そのため、いったん外国の保護下に入り、そこで近代化して力をつけ、独立へ向うしか現実的にはとりえる道はなかった(呉善花『韓国併合への道』)。
日清戦争の勝利で李氏朝鮮を清への従属的立場から離脱させ、日露戦争でロシアの影響力を朝鮮半島から排除した日本は、近代化できない大韓帝国を当然のように支配下においた。
・日本による大韓帝国の保護国化と併合は、欧米列強の容認の下で行われた。
英国を中心とする欧米列強は、ロシアの南下政策を警戒することで、日本と戦略的利害を共有していた。
そのために、日本の朝鮮支配は、英国のインド支配、米国のフィリピン支配を相互に承認し合う形で容認された。
そうした時代背景を無視して、日本による「殖民地支配」の正義、不正義を論じても、意味がない。
ましてや、日韓併合条約の締結から百年近く経った今になっても、日本の朝鮮統治を非難するのは論外である。
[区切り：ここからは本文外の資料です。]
//! Core library for reading French retail receipts.
//!
//! This crate provides:
//! - Text normalization and card-slip detection
//! - Rule-based date, amount and label extraction
//! - Structured-extraction fallback through a language-model service
//! - Field validation and manual correction of extraction records
//! - Batch persistence to a spreadsheet ledger
//! - Image preprocessing and Tesseract transcription

pub mod error;
pub mod models;
pub mod ocr;
pub mod services;
pub mod ticket;

pub use error::{ExtractionError, FallbackError, LedgerError, OcrError, Result, ServiceError, TicketError};
pub use models::config::{RetryPolicy, TicketConfig};
pub use models::record::{CorrectionDraft, ExtractionRecord, FallbackFields, Field, RecordStatus};
pub use ocr::{transcribe_file, ImagePreprocessor, ImageStage, OcrService, Passthrough};
#[cfg(feature = "native")]
pub use ocr::TesseractOcr;
#[cfg(feature = "native")]
pub use services::{ChatCompletionService, GoogleSheetsSink};
pub use ticket::{
    CommitReport, LedgerRow, LedgerSink, StructuredExtractionService, TicketBatch, TicketReader,
};
//! Label extraction for card-payment slips.

use chrono::NaiveDate;

use super::ExtractionMatch;

/// Marker prepended to labels of card payments.
pub const CARD_PAYMENT_PREFIX: &str = "CB ";

/// Label from the line following the detected date.
///
/// Card slips print the merchant right under the transaction date.
pub fn extract_label(source_text: &str, date: &ExtractionMatch<NaiveDate>) -> Option<String> {
    let line = source_text.lines().nth(date.line? + 1)?.trim();
    if line.is_empty() {
        return None;
    }
    Some(format!("{}{}", CARD_PAYMENT_PREFIX, capitalize(line)))
}

/// First character uppercase, the rest lowercase.
pub fn capitalize(s: &str) -> String {
    let mut chars = s.chars();
    match chars.next() {
        Some(first) => first
            .to_uppercase()
            .chain(chars.flat_map(char::to_lowercase))
            .collect(),
        None => String::new(),
    }
}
・日本が朝鮮半島で、欧米列強のアジア・アフリカ支配以上に過酷な殖民地統治をしたという事実もない。
欧米列強は、殖民地を原料の供給元及び工業製品の市場としか考えなかったため、殖民地の資源を収奪し住民を搾取して、自主的な産業が育たないようにした。
そればかりか、アフリカ大陸から一千万人からの黒人をはるか太平洋を隔ててアメリカ大陸に奴隷として送った。
このうち三百万人は英国の船で送られた。
・日本は朝鮮を単なる殖民地でなく、拡大された日本の一部と考えていたので、朝鮮への莫大な投資を惜しまなかった。
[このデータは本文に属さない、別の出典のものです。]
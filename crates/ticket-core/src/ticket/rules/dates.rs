//! Date extraction for receipts.

use chrono::NaiveDate;
use tracing::debug;

use super::patterns::DATE_PATTERN;
use super::{ExtractionMatch, FieldExtractor};

/// Date field extractor.
///
/// Operates on the raw transcript so the originating line can be reported.
pub struct DateExtractor;

impl DateExtractor {
    pub fn new() -> Self {
        Self
    }
}

impl Default for DateExtractor {
    fn default() -> Self {
        Self::new()
    }
}

impl FieldExtractor for DateExtractor {
    type Output = ExtractionMatch<NaiveDate>;

    /// Only the first date-like substring is considered. If it is not a real
    /// calendar date, nothing is returned.
    fn extract(&self, text: &str) -> Option<Self::Output> {
        let caps = DATE_PATTERN.captures(text)?;
        let full_match = caps.get(0)?;

        let Some(date) = parse_ticket_date(&caps[1], &caps[2], &caps[3]) else {
            debug!("Ignoring impossible date {:?}", full_match.as_str());
            return None;
        };

        Some(
            ExtractionMatch::new(date, full_match.as_str())
                .with_position(full_match.start(), full_match.end())
                .with_line(line_containing(text, full_match.as_str())),
        )
    }

    fn extract_all(&self, text: &str) -> Vec<Self::Output> {
        DATE_PATTERN
            .captures_iter(text)
            .filter_map(|caps| {
                let full_match = caps.get(0)?;
                let date = parse_ticket_date(&caps[1], &caps[2], &caps[3])?;
                Some(
                    ExtractionMatch::new(date, full_match.as_str())
                        .with_position(full_match.start(), full_match.end())
                        .with_line(line_of_offset(text, full_match.start())),
                )
            })
            .collect()
    }
}

/// Build a date from its day, month, and year tokens.
///
/// Two-digit years follow the POSIX pivot (69-99 -> 1900s, 00-68 -> 2000s);
/// any other year width except four digits is rejected.
pub fn parse_ticket_date(day: &str, month: &str, year: &str) -> Option<NaiveDate> {
    let day: u32 = day.parse().ok()?;
    let month: u32 = month.parse().ok()?;
    let year: i32 = match year.len() {
        2 => expand_two_digit_year(year.parse().ok()?),
        4 => year.parse().ok()?,
        _ => return None,
    };
    NaiveDate::from_ymd_opt(year, month, day)
}

/// Parse a whole `dd/mm/yy` or `dd/mm/yyyy` string.
pub fn parse_date_str(s: &str) -> Option<NaiveDate> {
    let caps = DATE_PATTERN.captures(s.trim())?;
    if caps.get(0)?.as_str() != s.trim() {
        return None;
    }
    parse_ticket_date(&caps[1], &caps[2], &caps[3])
}

/// Canonical `dd/mm/yyyy` rendering.
pub fn format_ticket_date(date: NaiveDate) -> String {
    date.format("%d/%m/%Y").to_string()
}

fn expand_two_digit_year(year: i32) -> i32 {
    if year < 69 {
        2000 + year
    } else {
        1900 + year
    }
}

/// First line, scanning from the top, that contains `needle`.
fn line_containing(text: &str, needle: &str) -> Option<usize> {
    text.lines().position(|line| line.contains(needle))
}

fn line_of_offset(text: &str, offset: usize) -> Option<usize> {
    text.get(..offset).map(|before| before.matches('\n').count())
}

#[cfg(test)]
mod tests {
    use super::*;
    use pretty_assertions::assert_eq;

    #[test]
    fn test_two_digit_year() {
        let extractor = DateExtractor::new();

        let result = extractor.extract("LE 12/04/23 A 10:45").unwrap();
        assert_eq!(result.value, NaiveDate::from_ymd_opt(2023, 4, 12).unwrap());
        assert_eq!(format_ticket_date(result.value), "12/04/2023");
        assert_eq!(result.source, "12/04/23");
        assert_eq!(result.position, Some((3, 11)));
    }

    #[test]
    fn test_four_digit_year_and_dash() {
        let extractor = DateExtractor::new();

        let result = extractor.extract("1-2-2024").unwrap();
        assert_eq!(result.value, NaiveDate::from_ymd_opt(2024, 2, 1).unwrap());

        let result = extractor.extract("05/11/1999").unwrap();
        assert_eq!(format_ticket_date(result.value), "05/11/1999");
    }

    #[test]
    fn test_posix_year_pivot() {
        assert_eq!(
            parse_ticket_date("01", "01", "68"),
            NaiveDate::from_ymd_opt(2068, 1, 1)
        );
        assert_eq!(
            parse_ticket_date("01", "01", "69"),
            NaiveDate::from_ymd_opt(1969, 1, 1)
        );
        assert_eq!(parse_ticket_date("01", "01", "123"), None);
    }

    #[test]
    fn test_line_index() {
        let text = "CARTE BANCAIRE\nTICKET CLIENT\n12/04/23 10:45\nSUPERMARCHE ACME";
        let result = DateExtractor::new().extract(text).unwrap();
        assert_eq!(result.line, Some(2));
    }

    #[test]
    fn test_only_first_match_is_used() {
        let text = "TEL 01/02/99\nLE 12/04/23";
        let result = DateExtractor::new().extract(text).unwrap();
        assert_eq!(result.value, NaiveDate::from_ymd_opt(1999, 2, 1).unwrap());
        assert_eq!(result.line, Some(0));

        let all = DateExtractor::new().extract_all(text);
        assert_eq!(all.len(), 2);
        assert_eq!(all[1].line, Some(1));
    }

    #[test]
    fn test_impossible_first_date_is_not_found() {
        let text = "REF 45/13/23\nLE 12/04/23";
        assert!(DateExtractor::new().extract(text).is_none());
    }

    #[test]
    fn test_no_date() {
        assert!(DateExtractor::new().extract("MERCI DE VOTRE VISITE").is_none());
    }

    #[test]
    fn test_canonical_round_trip() {
        for (raw, expected) in [
            ("12/04/23", NaiveDate::from_ymd_opt(2023, 4, 12)),
            ("3/7/2021", NaiveDate::from_ymd_opt(2021, 7, 3)),
            ("31/12/99", NaiveDate::from_ymd_opt(1999, 12, 31)),
        ] {
            let date = parse_date_str(raw).unwrap();
            assert_eq!(Some(date), expected);
            assert_eq!(parse_date_str(&format_ticket_date(date)), expected);
        }
    }

    #[test]
    fn test_parse_date_str_requires_whole_string() {
        assert!(parse_date_str("le 12/04/23").is_none());
        assert!(parse_date_str("12/04/23").is_some());
    }
}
投入された資金は、農業の生産性を上げ、教育制度を充実させ、工業施設を建設し、道路・鉄道・港湾・電力などインフラを整備するために使われた。
朝鮮は日本の統治によって、初めて文明開化と産業革命が可能となった側面が強いのは否定できない事実だろう(キムワンソプ『親日派のための弁明』)。
だからこそ、収奪と搾取が殖民地支配の不可欠の要素であるとすれば、日本の朝鮮統治を殖民地支配と呼べるのかどうかすら疑問である。
司馬遼太郎 作家 司馬遼太郎対話選集 5 <二つの国>
司馬:韓国は独立国だったのを支配してしまった。これは恨みになる。
梅棹:日本の台湾統治は非常に合理的で近代的植民地政策でしたが、朝鮮の場合は軍事支配です。
なぜ朝鮮が軍事支配になったかというと、背後にロシアがいたからですね。
⇒本当に軍事支配といえるのかどうか?師団数は?兵隊の数は?2~3万人くらいの軍人で軍事支配とはいえない。
黒坂 真 大阪経済大学助教授 正論8月号 平成16年
・現実には、朝鮮半島では植民地期に人口が急増し、人々の生活は確実に向上していた。
日本に協力した人々は朝鮮半島の経済発展のために尽力した人々である。
金日成は中国共産党の一員として満州で山賊行為をやっただけで、「朝鮮革命」などとは無縁であった。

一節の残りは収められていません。